O que pode ser mais eficaz a conduzir um consumidor de fast-food a escolher uma opção mais sustentável, digamos uma salada, ainda que leve carne, em vez de um hambúrguer de carne de vaca? Uma experiência de investigadores norte-americanos concluiu que mais eficaz do que um aviso a sublinhar que a salada pode ser uma opção mais sustentável, é um alerta que diga que o hambúrguer é um prato que tem maior impacto sobre o ambiente, pois esconde muito mais emissões de gases com efeito de estufa.

O estudo mostrou a 5049 participantes, recrutados num painel de opinião pública representativo da população norte-americana (AmeriSpeak), uma equipa de investigadores da Escola de Saúde Johns Hopkins Bloomberg, de Baltimore (EUA) três tipos de menus, semelhantes aos que se podem encontrar num estabelecimento de fast-food (com hambúrgueres de vaca, de substitutos vegetais de carne, sanduíches e nuggets de frango, saladas).

Mas os menus tinham três tipos de marcações: códigos QR em todos os itens, que continham informação sobre as calorias e composição dos alimentos; uma etiqueta verde que salientava o baixo impacto que o produto tinha em termos de emissões de gases com efeito de estufa (em alimentos à base de peixe, galinha ou vegetarianos), portanto com uma perspectiva positiva; ou etiquetas vermelhas, normalmente reservadas para os alimentos à base de carne vermelha, salientando o elevado impacto em termos de emissões.

A conclusão foi que 23,5% mais participantes escolheram um prato do menu mais sustentável quando confrontados com a etiqueta que salientava os impactos elevados em termos de emissões de gases de estufa de alguns produtos, em comparação com os participantes no grupo de controlo.
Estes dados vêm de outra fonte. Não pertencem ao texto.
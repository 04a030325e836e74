// TCP edge of the relay: one task per connection, forwarding decoded frames to
// the relay task and writing back whatever it sends.

use std::net::SocketAddr;
use std::sync::Arc;
use std::time::{Duration, Instant};

use tokio::io::{AsyncReadExt, AsyncWriteExt};
use tokio::net::{TcpListener, TcpStream};
use tokio::sync::mpsc;
use tracing::{Instrument, Span, debug, info, info_span, warn};

use crate::interface_adapters::codec::{FrameError, FrameReader};
use crate::interface_adapters::utils::rng::rand_id;
use crate::use_cases::{ConnId, RelayEvent};

const LOG_THROTTLE: Duration = Duration::from_secs(2);
const READ_CHUNK: usize = 4096;

#[derive(Debug)]
enum NetError {
    Io(std::io::Error),
    RelayClosed,
}

impl From<std::io::Error> for NetError {
    fn from(e: std::io::Error) -> Self {
        NetError::Io(e)
    }
}

enum LoopControl {
    Continue,
    Disconnect,
}

fn should_log(last: &mut Instant) -> bool {
    if last.elapsed() >= LOG_THROTTLE {
        *last = Instant::now();
        true
    } else {
        false
    }
}

/// Accepts connections until the listener fails. Accept errors on a single
/// connection are logged and skipped.
pub async fn accept_loop(
    listener: TcpListener,
    events: mpsc::Sender<RelayEvent>,
    outbound_capacity: usize,
) -> std::io::Result<()> {
    let mut last_accept_log = Instant::now() - LOG_THROTTLE;
    loop {
        let (socket, peer) = match listener.accept().await {
            Ok(accepted) => accepted,
            Err(e) => {
                if should_log(&mut last_accept_log) {
                    warn!(error = %e, "accept failed");
                }
                continue;
            }
        };
        if let Err(e) = socket.set_nodelay(true) {
            debug!(%peer, error = %e, "failed to set nodelay");
        }

        let conn_id = rand_id();
        let span = info_span!("conn", conn_id, client_id = tracing::field::Empty);
        tokio::spawn(
            handle_connection(socket, peer, conn_id, events.clone(), outbound_capacity)
                .instrument(span),
        );
    }
}

async fn handle_connection(
    socket: TcpStream,
    peer: SocketAddr,
    conn_id: ConnId,
    events: mpsc::Sender<RelayEvent>,
    outbound_capacity: usize,
) {
    let (outbound_tx, mut outbound_rx) = mpsc::channel::<Arc<str>>(outbound_capacity);
    let connected = RelayEvent::Connected {
        conn_id,
        outbound: outbound_tx,
    };
    if events.send(connected).await.is_err() {
        warn!("relay task gone; refusing connection");
        return;
    }
    info!(%peer, "client connected");

    let (mut reader, mut writer) = socket.into_split();
    let mut frames = FrameReader::new();
    let mut chunk = vec![0u8; READ_CHUNK];
    let mut client_known = false;
    let mut last_malformed_log = Instant::now() - LOG_THROTTLE;

    let fatal = loop {
        let control = tokio::select! {
            read = reader.read(&mut chunk) => match read {
                Ok(0) => Ok(LoopControl::Disconnect),
                Ok(n) => {
                    frames.push(&chunk[..n]);
                    forward_frames(
                        conn_id,
                        &mut frames,
                        &events,
                        &mut client_known,
                        &mut last_malformed_log,
                    )
                    .await
                }
                Err(e) => Err(NetError::from(e)),
            },
            outbound = outbound_rx.recv() => match outbound {
                Some(text) => writer
                    .write_all(text.as_bytes())
                    .await
                    .map(|()| LoopControl::Continue)
                    .map_err(NetError::from),
                None => {
                    info!("relay closed the connection");
                    Ok(LoopControl::Disconnect)
                }
            },
        };

        match control {
            Ok(LoopControl::Continue) => {}
            Ok(LoopControl::Disconnect) => break None,
            Err(e) => break Some(e),
        }
    };

    match fatal {
        Some(NetError::Io(e)) => warn!(error = %e, kind = ?e.kind(), "connection error"),
        Some(NetError::RelayClosed) => warn!("relay task gone; dropping connection"),
        None => {}
    }
    let _ = writer.shutdown().await;
    let _ = events.send(RelayEvent::Disconnected { conn_id }).await;
    info!("client disconnected");
}

// Hand every complete frame in the buffer to the relay task.
async fn forward_frames(
    conn_id: ConnId,
    frames: &mut FrameReader,
    events: &mpsc::Sender<RelayEvent>,
    client_known: &mut bool,
    last_malformed_log: &mut Instant,
) -> Result<LoopControl, NetError> {
    loop {
        match frames.next_frame() {
            Ok(Some(frame)) => {
                if !*client_known && let Some(client_id) = frame.keys().next() {
                    Span::current().record("client_id", client_id.as_str());
                    *client_known = true;
                }
                events
                    .send(RelayEvent::Frame { conn_id, frame })
                    .await
                    .map_err(|_| NetError::RelayClosed)?;
            }
            Ok(None) => return Ok(LoopControl::Continue),
            Err(FrameError::Malformed(e)) => {
                if should_log(last_malformed_log) {
                    warn!(error = %e, "malformed frame; dropping");
                }
            }
            Err(FrameError::Oversized { bytes }) => {
                if should_log(last_malformed_log) {
                    warn!(bytes, "oversized frame; dropping");
                }
            }
        }
    }
}
// Kinematic state shared by planes and cannon rounds, plus the capability
// trait the scheduler drives them through.

use crate::domain::arena::Arena;
use crate::domain::ports::Canvas;
use crate::domain::vector::{Cell, Vector, resolve_direction};

#[derive(Debug, Clone, PartialEq)]
pub struct Body {
    pub coordinates: Vector,
    // Radians; accumulates without normalisation.
    pub angle_of_attack: f64,
    // Radians added or removed per pitch input.
    pub turning_circle: f64,
    pub speed: f64,
    // Wrap at the boundary instead of despawning.
    pub infinite: bool,
    pub glyph: char,
    pub for_deletion: bool,
}

impl Body {
    pub fn cell(&self) -> Cell {
        self.coordinates.resolve()
    }

    pub fn direction(&self) -> Vector {
        resolve_direction(self.angle_of_attack)
    }

    pub fn change_pitch(&mut self, up: bool) {
        if up {
            self.angle_of_attack += self.turning_circle;
        } else {
            self.angle_of_attack -= self.turning_circle;
        }
    }

    // Integrates one tick of motion without looking at the arena.
    pub fn step(&mut self) {
        self.coordinates += self.direction() * self.speed;
    }

    pub fn react_to_boundary(&mut self, arena: &Arena) {
        if !arena.on_boundary(self.cell()) {
            return;
        }
        if self.infinite {
            self.coordinates = arena.wrap(self.coordinates);
        } else {
            self.for_deletion = true;
        }
    }

    /// Exact-cell hit test: both bodies resolve to the same cell.
    pub fn hit_check(&self, other: &Body) -> bool {
        self.cell() == other.cell()
    }
}

pub trait Projectile {
    fn body(&self) -> &Body;

    fn body_mut(&mut self) -> &mut Body;

    fn on_boundary(&mut self, arena: &Arena) {
        self.body_mut().react_to_boundary(arena);
    }

    fn advance(&mut self, arena: &Arena) {
        self.body_mut().step();
        self.on_boundary(arena);
    }

    fn render(&self, arena: &Arena, canvas: &mut dyn Canvas);

    // Blanks the cells this projectile currently occupies.
    fn erase(&self, arena: &Arena, canvas: &mut dyn Canvas) {
        let cell = self.body().cell();
        if arena.contains(cell) {
            canvas.put(cell, ' ', None);
        }
    }

    fn hit_check(&self, other: &dyn Projectile) -> bool {
        self.body().hit_check(other.body())
    }
}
No caso dos que tiveram acesso ao menu que destacava as opções mais sustentáveis, só 9,9% dos participantes as escolheram.

Este ensaio clínico sugere, por isso, que as etiquetas sobre o impacto climático das opções disponíveis do menu, “em especial as que sublinham de forma negativa o elevado impacto (por exemplo, da carne vermelha), são uma estratégia eficaz para reduzir a selecção de carne vermelha e encorajar escolhas mais sustentáveis”, escreve a equipa, que tem como primeiro autor Julia Wolfson, na revista JAMA Network Open.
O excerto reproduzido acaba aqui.